▶ [What to do]
Your output should contain every record, unchanged.

▶ [Supplied data]

—————

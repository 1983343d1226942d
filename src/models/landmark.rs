//! Landmark model for district points of interest

use serde::{Deserialize, Serialize};

/// Broad classification of a landmark, used for marker styling
/// and filtering in the dashboard.
#[derive(Debug, Clone, Copy, PartialEq, Eq, Serialize, Deserialize)]
pub enum Category {
    Tech,
    Retail,
    Lifestyle,
    Transport,
}

impl Category {
    /// Human readable label, matching the dashboard display text
    #[must_use]
    pub fn label(&self) -> &'static str {
        match self {
            Category::Tech => "Tech",
            Category::Retail => "Retail",
            Category::Lifestyle => "Lifestyle",
            Category::Transport => "Transport",
        }
    }
}

/// Camera parameters used for the fly-to animation onto a landmark
#[derive(Debug, Clone, Copy, PartialEq, Serialize, Deserialize)]
pub struct CameraConfig {
    /// Camera pitch in degrees
    pub pitch: f64,
    /// Camera bearing in degrees
    pub bearing: f64,
    /// Map zoom level
    pub zoom: f64,
}

/// A named point of interest within the district
///
/// Landmarks are defined once as a static list and are never created
/// or destroyed at runtime.
#[derive(Debug, Clone, Serialize, Deserialize)]
pub struct Landmark {
    /// Stable slug identifier, e.g. `cyber-towers`
    pub id: String,
    /// Display name
    pub name: String,
    /// Longitude and latitude in decimal degrees
    pub coordinates: [f64; 2],
    /// Short textual description shown in popups and chat answers
    pub description: String,
    pub category: Category,
    /// Approximate building height in meters, where known
    pub height: Option<f64>,
    /// Camera used when flying to this landmark
    pub camera: CameraConfig,
}

impl Landmark {
    /// Longitude component of the coordinates
    #[must_use]
    pub fn longitude(&self) -> f64 {
        self.coordinates[0]
    }

    /// Latitude component of the coordinates
    #[must_use]
    pub fn latitude(&self) -> f64 {
        self.coordinates[1]
    }

    /// The id slug with separators replaced by spaces, for free-text matching
    #[must_use]
    pub fn id_as_words(&self) -> String {
        self.id.replace('-', " ")
    }
}

#[cfg(test)]
mod tests {
    use super::*;

    #[test]
    fn test_id_as_words() {
        let landmark = Landmark {
            id: "cyber-towers".to_string(),
            name: "Cyber Towers".to_string(),
            coordinates: [78.3824, 17.4503],
            description: "test".to_string(),
            category: Category::Tech,
            height: Some(60.0),
            camera: CameraConfig {
                pitch: 65.0,
                bearing: -30.0,
                zoom: 16.5,
            },
        };
        assert_eq!(landmark.id_as_words(), "cyber towers");
        assert_eq!(landmark.longitude(), 78.3824);
        assert_eq!(landmark.latitude(), 17.4503);
    }

    #[test]
    fn test_category_labels() {
        assert_eq!(Category::Tech.label(), "Tech");
        assert_eq!(Category::Transport.label(), "Transport");
    }
}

—————

▶ [Result below]
repository 1983343d1226942d
filename src/models/landmark.rs
//! Landmark model for district points of interest

use serde::{Deserialize, Serialize};

/// Broad classification of a landmark, used for marker styling
/// and filtering in the dashboard.
#[derive(Debug, Clone, Copy, PartialEq, Eq, Serialize, Deserialize)]
pub enum Category {
    Tech,
    Retail,
    Lifestyle,
    Transport,
}

impl Category {
    /// Human readable label, matching the dashboard display text
    #[must_use]
    pub fn label(&self) -> &'static str {
        match self {
            Category::Tech => "Tech",
            Category::Retail => "Retail",
            Category::Lifestyle => "Lifestyle",
            Category::Transport => "Transport",
        }
    }
}

/// Camera parameters used for the fly-to animation onto a landmark
#[derive(Debug, Clone, Copy, PartialEq, Serialize, Deserialize)]
pub struct CameraConfig {
    /// Camera pitch in degrees
    pub pitch: f64,
    /// Camera bearing in degrees
    pub bearing: f64,
    /// Map zoom level
    pub zoom: f64,
}

/// A named point of interest within the district
///
/// Landmarks are defined once as a static list and are never created
/// or destroyed at runtime.
#[derive(Debug, Clone, Serialize, Deserialize)]
pub struct Landmark {
    /// Stable slug identifier, e.g. `cyber-towers`
    pub id: String,
    /// Display name
    pub name: String,
    /// Longitude and latitude in decimal degrees
    pub coordinates: [f64; 2],
    /// Short textual description shown in popups and chat answers
    pub description: String,
    pub category: Category,
    /// Approximate building height in meters, where known
    pub height: Option<f64>,
    /// Camera used when flying to this landmark
    pub camera: CameraConfig,
}

impl Landmark {
    /// Longitude component of the coordinates
    #[must_use]
    pub fn longitude(&self) -> f64 {
        self.coordinates[0]
    }

    /// Latitude component of the coordinates
    #[must_use]
    pub fn latitude(&self) -> f64 {
        self.coordinates[1]
    }

    /// The id slug with separators replaced by spaces, for free-text matching
    #[must_use]
    pub fn id_as_words(&self) -> String {
        self.id.replace('-', " ")
    }
}

#[cfg(test)]
mod tests {
    use super::*;

    #[test]
    fn test_id_as_words() {
        let landmark = Landmark {
            id: "cyber-towers".to_string(),
            name: "Cyber Towers".to_string(),
            coordinates: [78.3824, 17.4503],
            description: "test".to_string(),
            category: Category::Tech,
            height: Some(60.0),
            camera: CameraConfig {
                pitch: 65.0,
                bearing: -30.0,
                zoom: 16.5,
            },
        };
        assert_eq!(landmark.id_as_words(), "cyber towers");
        assert_eq!(landmark.longitude(), 78.3824);
        assert_eq!(landmark.latitude(), 17.4503);
    }

    #[test]
    fn test_category_labels() {
        assert_eq!(Category::Tech.label(), "Tech");
        assert_eq!(Category::Transport.label(), "Transport");
    }
}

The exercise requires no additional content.